- **Your task**:
Look through the listing below, find every line with the string "stopped", and copy it.

═════ Extracted records ═════

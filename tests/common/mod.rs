#![allow(dead_code)]

mod fake_agent;

pub use fake_agent::{AGENT_TOKEN, FakeAgent};

use std::net::SocketAddr;
use std::sync::Arc;
use std::time::Duration;

use serde_json::{Value, json};
use tempfile::TempDir;
use tokio_util::sync::CancellationToken;

use berth::auth::SecretHasher;
use berth::config::ServerConfig;
use berth::crypto::SecretBox;
use berth::server::{AppState, create_router};
use berth::store::{IdentityStore, SqliteStore, Store};
use berth::types::{OperationLog, OperationStatus, QueuedOperation};

pub const ADMIN_USER: &str = "admin";
pub const ADMIN_PASSWORD: &str = "admin-password";
pub const STACK: &str = "test-stack";

/// Berth running in-process against a fake agent.
pub struct TestServer {
    pub temp_dir: TempDir,
    pub base_url: String,
    pub admin_token: String,
    pub server_id: i64,
    pub state: Arc<AppState>,
    pub agent: FakeAgent,
    pub client: reqwest::Client,
    cancel: CancellationToken,
}

impl TestServer {
    pub async fn start() -> Self {
        let temp_dir = TempDir::new().expect("create temp dir");
        let agent = FakeAgent::start(&[STACK, "prod-web", "prod-api", "staging-web"]).await;

        let mut config = ServerConfig {
            data_dir: temp_dir.path().to_path_buf(),
            ..ServerConfig::default()
        };
        config.agent.scheme = "http".to_string();
        config.queue.dependency_poll_secs = 1;
        config.queue.reaper_interval_secs = 3600;

        let store = SqliteStore::new(config.db_path()).expect("open store");
        store.initialize().expect("initialize store");
        store.seed_permissions().expect("seed permissions");

        let hash = SecretHasher::new().hash(ADMIN_PASSWORD).expect("hash password");
        let role = store
            .create_role("admin", None, true)
            .expect("create admin role");
        let admin = store
            .create_user(ADMIN_USER, "admin@localhost", &hash)
            .expect("create admin");
        store.assign_role(admin.id, role.id).expect("assign admin role");

        let secrets = SecretBox::from_base64(&SecretBox::generate_key()).expect("secret box");
        let cancel = CancellationToken::new();
        let state = Arc::new(
            AppState::new(Arc::new(store), config, secrets, cancel.clone()).expect("app state"),
        );

        let listener = tokio::net::TcpListener::bind("127.0.0.1:0")
            .await
            .expect("bind");
        let base_url = format!("http://{}", listener.local_addr().expect("local addr"));
        let app = create_router(state.clone());
        let shutdown = cancel.clone();
        tokio::spawn(async move {
            axum::serve(
                listener,
                app.into_make_service_with_connect_info::<SocketAddr>(),
            )
            .with_graceful_shutdown(async move { shutdown.cancelled().await })
            .await
            .expect("serve");
        });

        let client = reqwest::Client::new();
        let admin_token = login(&client, &base_url, ADMIN_USER, ADMIN_PASSWORD).await;

        let mut server = Self {
            temp_dir,
            base_url,
            admin_token,
            server_id: 0,
            state,
            agent,
            client,
            cancel,
        };
        let resp = server
            .post(
                "/api/v1/admin/servers",
                &server.admin_token.clone(),
                json!({
                    "name": "agent-1",
                    "host": "127.0.0.1",
                    "port": server.agent.port,
                    "access_token": AGENT_TOKEN,
                }),
            )
            .await;
        assert_eq!(resp.0, 201, "register server: {}", resp.1);
        server.server_id = resp.1["data"]["id"].as_i64().expect("server id");
        server
    }

    pub fn url(&self, path: &str) -> String {
        format!("{}{}", self.base_url, path)
    }

    pub async fn get(&self, path: &str, token: &str) -> (u16, Value) {
        let resp = self
            .client
            .get(self.url(path))
            .bearer_auth(token)
            .send()
            .await
            .expect("send");
        into_parts(resp).await
    }

    pub async fn post(&self, path: &str, token: &str, body: Value) -> (u16, Value) {
        let resp = self
            .client
            .post(self.url(path))
            .bearer_auth(token)
            .json(&body)
            .send()
            .await
            .expect("send");
        into_parts(resp).await
    }

    pub async fn post_anonymous(&self, path: &str, body: Value) -> (u16, Value) {
        let resp = self
            .client
            .post(self.url(path))
            .json(&body)
            .send()
            .await
            .expect("send");
        into_parts(resp).await
    }

    pub fn operations_path(&self, stack: &str) -> String {
        format!("/api/v1/servers/{}/stacks/{stack}/operations", self.server_id)
    }

    /// Creates a user holding one role with the given stack grants and
    /// returns `(user_id, access_token)`.
    pub async fn create_user_with_grants(
        &self,
        username: &str,
        grants: &[(&str, &str)],
    ) -> (i64, String) {
        let (status, role) = self
            .post(
                "/api/v1/admin/roles",
                &self.admin_token,
                json!({ "name": format!("{username}-role") }),
            )
            .await;
        assert_eq!(status, 201, "create role: {role}");
        let role_id = role["data"]["id"].as_i64().expect("role id");

        for (permission, pattern) in grants {
            let (status, body) = self
                .post(
                    &format!("/api/v1/admin/roles/{role_id}/stack-permissions"),
                    &self.admin_token,
                    json!({
                        "server_id": self.server_id,
                        "permission": permission,
                        "stack_pattern": pattern,
                    }),
                )
                .await;
            assert_eq!(status, 201, "grant {permission}: {body}");
        }

        let password = "user-password";
        let (status, user) = self
            .post(
                "/api/v1/admin/users",
                &self.admin_token,
                json!({
                    "username": username,
                    "email": format!("{username}@example.com"),
                    "password": password,
                    "role_ids": [role_id],
                }),
            )
            .await;
        assert_eq!(status, 201, "create user: {user}");
        let user_id = user["data"]["id"].as_i64().expect("user id");

        let token = login(&self.client, &self.base_url, username, password).await;
        (user_id, token)
    }

    /// Polls the queue row until it reaches a terminal status.
    pub async fn wait_for_terminal(&self, operation_id: &str) -> QueuedOperation {
        for _ in 0..200 {
            if let Some(row) = self
                .state
                .store
                .get_queued_operation(operation_id)
                .expect("load queued operation")
            {
                if row.status.is_terminal() {
                    return row;
                }
            }
            tokio::time::sleep(Duration::from_millis(50)).await;
        }
        panic!("operation {operation_id} did not finish");
    }

    /// Polls the operation log until it holds at least `count` messages.
    pub async fn wait_for_messages(&self, operation_id: &str, count: usize) {
        for _ in 0..200 {
            if let Some(log) = self
                .state
                .store
                .get_operation_log_by_operation_id(operation_id)
                .expect("load log")
            {
                let messages = self
                    .state
                    .store
                    .list_operation_messages(log.id)
                    .expect("load messages");
                if messages.len() >= count {
                    return;
                }
            }
            tokio::time::sleep(Duration::from_millis(25)).await;
        }
        panic!("operation {operation_id} never logged {count} messages");
    }

    pub fn ws_url(&self, path: &str, token: &str) -> String {
        format!(
            "{}{path}?token={token}",
            self.base_url.replacen("http://", "ws://", 1)
        )
    }

    pub fn log(&self, operation_id: &str) -> OperationLog {
        self.state
            .store
            .get_operation_log_by_operation_id(operation_id)
            .expect("load log")
            .expect("log exists")
    }

    pub fn status_of(&self, operation_id: &str) -> OperationStatus {
        self.state
            .store
            .get_queued_operation(operation_id)
            .expect("load queued operation")
            .expect("queued operation exists")
            .status
    }
}

impl Drop for TestServer {
    fn drop(&mut self) {
        self.cancel.cancel();
    }
}

pub async fn login(client: &reqwest::Client, base_url: &str, username: &str, password: &str) -> String {
    let resp: Value = client
        .post(format!("{base_url}/api/v1/auth/login"))
        .json(&json!({ "username": username, "password": password }))
        .send()
        .await
        .expect("login")
        .json()
        .await
        .expect("parse login response");
    resp["data"]["access_token"]
        .as_str()
        .unwrap_or_else(|| panic!("login failed: {resp}"))
        .to_string()
}

async fn into_parts(resp: reqwest::Response) -> (u16, Value) {
    let status = resp.status().as_u16();
    let text = resp.text().await.expect("read body");
    let body = if text.is_empty() {
        Value::Null
    } else {
        serde_json::from_str(&text).unwrap_or(Value::String(text))
    };
    (status, body)
}
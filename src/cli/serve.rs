use std::net::SocketAddr;
use std::path::PathBuf;
use std::sync::Arc;

use anyhow::{Context, bail};
use tokio_util::sync::CancellationToken;
use tracing::info;

use crate::config::ServerConfig;
use crate::server::{AppState, create_router};
use crate::store::{SqliteStore, Store};

pub struct ServeOptions {
    pub config: Option<PathBuf>,
    pub host: Option<String>,
    pub port: Option<u16>,
    pub data_dir: Option<PathBuf>,
}

/// Config file first, then flag overrides.
pub fn resolve_config(options: &ServeOptions) -> anyhow::Result<ServerConfig> {
    let mut config = match &options.config {
        Some(path) => ServerConfig::load(path)?,
        None => ServerConfig::default(),
    };
    if let Some(host) = &options.host {
        config.host = host.clone();
    }
    if let Some(port) = options.port {
        config.port = port;
    }
    if let Some(data_dir) = &options.data_dir {
        config.data_dir = data_dir.clone();
    }
    Ok(config)
}

pub async fn run_serve(options: ServeOptions) -> anyhow::Result<()> {
    let config = resolve_config(&options)?;

    let db_path = config.db_path();
    if !db_path.exists() {
        bail!(
            "Database not found at {}. Run 'berth admin init' first.",
            db_path.display()
        );
    }
    let store = SqliteStore::new(&db_path)?;
    store.initialize()?;
    store.seed_permissions()?;
    if !store.has_admin_user()? {
        bail!("Server not initialized. Run 'berth admin init' first to create an admin user.");
    }

    let secrets = config
        .secret_box()
        .context("failed to load the server token encryption key")?;
    let addr = config.socket_addr()?;
    let cancel = CancellationToken::new();
    let state = Arc::new(AppState::new(
        Arc::new(store),
        config,
        secrets,
        cancel.clone(),
    )?);

    let replayed = state.queue.replay().await?;
    if replayed > 0 {
        info!(replayed, "resubmitted queued operations");
    }
    state.queue.start_reaper();

    let app = create_router(state.clone());
    let listener = tokio::net::TcpListener::bind(addr).await?;
    info!("Starting server on {}", addr);

    let shutdown = cancel.clone();
    axum::serve(
        listener,
        app.into_make_service_with_connect_info::<SocketAddr>(),
    )
    .with_graceful_shutdown(async move {
        tokio::select! {
            _ = tokio::signal::ctrl_c() => info!("shutdown requested"),
            _ = shutdown.cancelled() => {}
        }
        shutdown.cancel();
    })
    .await?;

    state.queue.shutdown().await;
    info!("server stopped");
    Ok(())
}
mod admin;
mod auth;
pub mod dto;
pub mod response;
mod router;
pub mod user;
pub mod validation;
mod ws;

pub use admin::admin_router;
pub use router::{AppState, create_router};
pub use user::user_router;
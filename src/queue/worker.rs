use std::sync::Arc;

use chrono::Utc;
use tokio::sync::mpsc;
use tokio::time::{Instant, sleep};
use tracing::{debug, error, info, warn};

use super::{QueueInner, StackKey};
use crate::error::{Error, Result};
use crate::store::NewOperationLog;
use crate::types::{OperationRequest, OperationStatus, QueuedOperation};

enum Dependency {
    Ready,
    Skip(String),
    Shutdown,
}

/// Drains one stack's channel, one operation at a time.
pub(super) async fn run(inner: Arc<QueueInner>, key: StackKey, mut rx: mpsc::Receiver<String>) {
    loop {
        let operation_id = tokio::select! {
            _ = inner.cancel.cancelled() => break,
            next = rx.recv() => match next {
                Some(id) => id,
                None => break,
            },
        };

        let mut next = Some(operation_id);
        while let Some(id) = next.take() {
            next = match process(&inner, &id).await {
                Ok(next) => next,
                Err(e) => {
                    error!(operation_id = %id, error = %e, "operation processing failed");
                    None
                }
            };
            if inner.cancel.is_cancelled() {
                break;
            }
        }
    }
    debug!(server_id = key.0, stack = %key.1, "stack worker stopped");
}

/// Runs one queued operation. Returns the next batch member to run inline.
async fn process(inner: &QueueInner, operation_id: &str) -> Result<Option<String>> {
    let Some(op) = inner.store.get_queued_operation(operation_id)? else {
        warn!(operation_id, "queued operation vanished");
        return Ok(None);
    };
    if op.status != OperationStatus::Queued {
        debug!(operation_id, status = %op.status, "skipping operation that is no longer queued");
        return Ok(None);
    }

    if let Some(dependency) = &op.depends_on {
        match wait_for_dependency(inner, dependency).await? {
            Dependency::Ready => {}
            Dependency::Skip(reason) => {
                skip(inner, &op, &reason)?;
                return next_batch_member(inner, &op);
            }
            Dependency::Shutdown => return Ok(None),
        }
    }

    inner
        .active
        .lock()
        .unwrap_or_else(|e| e.into_inner())
        .insert(op.operation_id.clone());
    let result = execute(inner, &op).await;
    inner
        .active
        .lock()
        .unwrap_or_else(|e| e.into_inner())
        .remove(&op.operation_id);
    result?;

    if inner.cancel.is_cancelled() {
        return Ok(None);
    }
    next_batch_member(inner, &op)
}

async fn wait_for_dependency(inner: &QueueInner, dependency: &str) -> Result<Dependency> {
    let deadline = Instant::now() + inner.config.dependency_timeout();
    loop {
        let status = inner
            .store
            .get_queued_operation(dependency)?
            .map(|d| d.status);
        match status {
            Some(OperationStatus::Completed) => return Ok(Dependency::Ready),
            Some(status @ (OperationStatus::Failed | OperationStatus::Cancelled)) => {
                return Ok(Dependency::Skip(format!("dependency {dependency} {status}")));
            }
            None => {
                return Ok(Dependency::Skip(format!("dependency {dependency} not found")));
            }
            Some(OperationStatus::Queued | OperationStatus::Running) => {}
        }

        if Instant::now() >= deadline {
            return Ok(Dependency::Skip(format!(
                "timed out waiting for dependency {dependency}"
            )));
        }
        tokio::select! {
            _ = inner.cancel.cancelled() => return Ok(Dependency::Shutdown),
            _ = sleep(inner.config.dependency_poll()) => {}
        }
    }
}

fn next_batch_member(inner: &QueueInner, op: &QueuedOperation) -> Result<Option<String>> {
    let Some(batch_id) = &op.batch_id else {
        return Ok(None);
    };
    Ok(inner
        .store
        .find_batch_member(batch_id, op.order_index + 1)?
        .filter(|next| next.status == OperationStatus::Queued)
        .map(|next| next.operation_id))
}

/// Records a dependency-skipped operation as cancelled without contacting
/// the agent.
fn skip(inner: &QueueInner, op: &QueuedOperation, reason: &str) -> Result<()> {
    let now = Utc::now();
    let mut header = NewOperationLog::from_queued(op, now);
    header.status = OperationStatus::Cancelled;
    let log_id = inner.store.create_operation_log(&header)?;
    inner
        .operations
        .record_failure(&op.operation_id, log_id, reason)?;

    inner
        .store
        .finalize_operation_log(log_id, OperationStatus::Cancelled, now, false, None)?;
    inner.store.update_queued_operation_status(
        &op.operation_id,
        OperationStatus::Cancelled,
        Some(reason),
        now,
    )?;
    mirror_status(inner, &op.operation_id);
    inner.operations.hub().close(&op.operation_id);

    info!(operation_id = %op.operation_id, %reason, "operation cancelled");
    Ok(())
}

async fn execute(inner: &QueueInner, op: &QueuedOperation) -> Result<()> {
    let start = Utc::now();
    inner.store.update_queued_operation_status(
        &op.operation_id,
        OperationStatus::Running,
        None,
        start,
    )?;
    mirror_status(inner, &op.operation_id);

    let log_id = match inner
        .store
        .create_operation_log(&NewOperationLog::from_queued(op, start))
    {
        Ok(id) => id,
        Err(e) => {
            inner.store.update_queued_operation_status(
                &op.operation_id,
                OperationStatus::Failed,
                Some(&e.to_string()),
                Utc::now(),
            )?;
            mirror_status(inner, &op.operation_id);
            return Err(e);
        }
    };

    let result = run_on_agent(inner, op, log_id).await;

    let (status, success, exit_code, reason) = match result {
        Ok(outcome) if outcome.success => (OperationStatus::Completed, true, outcome.exit_code, None),
        Ok(outcome) => (
            OperationStatus::Failed,
            false,
            outcome.exit_code,
            Some(match outcome.exit_code {
                Some(code) => format!("exit code {code}"),
                None => "operation did not complete".to_string(),
            }),
        ),
        Err(e) => {
            let (message, reason) = match e {
                Error::Cancelled => ("operation cancelled".to_string(), "cancelled".to_string()),
                e => (e.to_string(), e.to_string()),
            };
            if let Err(write_err) = inner
                .operations
                .record_failure(&op.operation_id, log_id, &message)
            {
                warn!(operation_id = %op.operation_id, error = %write_err, "failed to record failure");
            }
            (OperationStatus::Failed, false, None, Some(reason))
        }
    };

    let end = Utc::now();
    inner
        .store
        .finalize_operation_log(log_id, status, end, success, exit_code)?;
    inner.store.update_queued_operation_status(
        &op.operation_id,
        status,
        reason.as_deref(),
        end,
    )?;
    mirror_status(inner, &op.operation_id);
    inner.operations.hub().close(&op.operation_id);

    info!(
        operation_id = %op.operation_id,
        server_id = op.server_id,
        stack = %op.stack_name,
        %status,
        ?exit_code,
        duration_ms = (end - start).num_milliseconds(),
        "operation finished"
    );
    Ok(())
}

async fn run_on_agent(
    inner: &QueueInner,
    op: &QueuedOperation,
    log_id: i64,
) -> Result<crate::types::OperationOutcome> {
    let server = inner.store.get_server(op.server_id)?.ok_or_else(|| {
        Error::AgentUnavailable(format!("server {} no longer exists", op.server_id))
    })?;
    if !server.is_active {
        return Err(Error::AgentUnavailable(format!(
            "server {} is inactive",
            server.name
        )));
    }
    let request = OperationRequest::from_encoded(&op.command, &op.options, &op.services)?;

    inner
        .operations
        .start_and_execute(
            &inner.cancel,
            &server,
            &op.stack_name,
            &request,
            &op.operation_id,
            log_id,
        )
        .await
}

pub(super) fn mirror_status(inner: &QueueInner, operation_id: &str) {
    match inner.store.get_queued_operation(operation_id) {
        Ok(Some(row)) => inner.mirror.record("update", &row),
        Ok(None) => {}
        Err(e) => warn!(operation_id, error = %e, "failed to load operation for mirror"),
    }
}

═════

- **Response**:
    info!("server stopped");
    debug!(server_id = key.0, stack = %key.1, "stack worker stopped");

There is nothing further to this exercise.